Tuesday, October 16, 2012

William Blake

William Blake was an English artist and poet best known for his literary works, which have perhaps drawn attention away from his achievements in the visual arts. Despite this, one art critic has described him as “far and away the greatest artist Britain has ever produced” (Jonathan Jones for The Guardian). Although not widely known during his lifetime, Blake is now considered a seminal figure in the Romantic Period, championing the power of human creativity, and opposing the rationalism and mechanistic lifestyles which he saw as the downfall of man. The romantic period was a movement that responded to industrialization and attempted to improve man through reverence for the human spirit and the natural world.

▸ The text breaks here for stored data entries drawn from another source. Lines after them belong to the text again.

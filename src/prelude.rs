//! Exports the sample types, the learner and the traits.
//!
pub use crate::sample::{
    // Reading a whitespace table file
    SampleReader,
    DataError,

    // The in-memory example set
    Sample,
};


pub use crate::learner::Learner;
pub use crate::hypothesis::Classifier;


pub use crate::tree::{
    // The ID3 learner
    Id3,

    // The hypothesis it produces
    DecisionTreeClassifier,
    Node,
    Splitter,
};


pub use crate::research::LearningCurve;
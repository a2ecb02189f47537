use std::fs::File;
use std::io::{self, BufReader};
use std::path::Path;

use thiserror::Error;

use super::sample_struct::Sample;

/// The errors reported while reading a data file.
///
/// Every variant is a defect of the file, not of the caller:
/// a file that reads without error always yields a [`Sample`]
/// the induction core can consume as-is.
#[derive(Debug, Error)]
pub enum DataError {
    /// Reading the file itself failed.
    #[error("failed to read the data file")]
    Io(#[from] io::Error),

    /// The file has no non-blank line to use as the header.
    #[error("the file has no header line")]
    MissingHeader,

    /// The header names fewer than two columns,
    /// so there is no attribute before the class column.
    #[error("the header must name at least one attribute and the class")]
    NoAttributes,

    /// An example row has the wrong number of columns.
    #[error("line {line}: expected {expected} columns, found {found}")]
    WrongColumnCount {
        /// 1-based line number in the file.
        line: usize,
        /// The column count announced by the header.
        expected: usize,
        /// The column count found on this line.
        found: usize,
    },

    /// A token is not an integer in `{0, 1, 2}`.
    #[error("line {line}: `{token}` is not a value in {{0, 1, 2}}")]
    BadValue {
        /// 1-based line number in the file.
        line: usize,
        /// The offending token.
        token: String,
    },

    /// The file has a header but no example rows.
    #[error("the file contains a header but no example rows")]
    NoExamples,
}

/// A struct that returns [`Sample`].
/// Using this struct, one can read a whitespace-separated table file
/// to [`Sample`]. Other formats are not supported.
///
/// # Example
/// ```no_run
/// use terntree::SampleReader;
/// let filename = "/path/to/table/file.txt";
/// let sample = SampleReader::default()
///     .file(filename)
///     .read()
///     .unwrap();
/// ```
#[derive(Default)]
pub struct SampleReader<P> {
    file: Option<P>,
}

impl<P> SampleReader<P>
    where P: AsRef<Path>
{
    /// Set the file name.
    pub fn file(mut self, file: P) -> Self {
        self.file = Some(file);
        self
    }

    /// Reads the file set by [`SampleReader::file`],
    /// and returns `Result<Sample, DataError>`.
    /// This method consumes `self.`
    pub fn read(self) -> Result<Sample, DataError> {
        let file = self.file
            .expect("the data file is not set");
        let file = File::open(file)?;

        Sample::from_table(BufReader::new(file))
    }
}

Blake's works were almost all based on narrative, primarily being illustrations or illuminations of written works. Blake made use of monotypes and monoprints, and also hand colored a large amount of his work. Much of his work is tied to the mythology that he had created, in which human creativity is essentially God itself. Below is a hand colored engraving titled Albion Rose, featuring Albion, a character in his works that represents the perfect man.


Blake produced mainly etchings and engravings, focusing on relief etching, a process that he invented, in creating his illuminated books. In this method, the images were painted on using a ground, including the words of his poems and the accompanying illuminations, and then the negative space would be dissolved in the acid, leaving a relief surface. An example of one such etching (hand colored) can be seen below.


Blake was trained as an engraver, and although he is better known for his relief etching, most of his commercial work was done in engraving. Some of his personal work, such as the illustrations for “The book of Job”, a series of 22 prints illustrating the biblical Book of Job, was produced through engraving. One of these engravings is pictured below.


His invention of relief etching is the work that he is most known for, as it is the most innovative. While he made a good deal of work in engraving, his training in engraving was of a style that had become old fashioned, and so his engraving was less well received than a lot of his other works. Still, he is one good example of a historical printmaker who used printmaking as a tool rather than a process, using etching, engraving, and painting, together with his mastery of the English language in order to achieve his conceptual goals. Thus, he cemented his place in the canon of both English Literary and Western Visual history.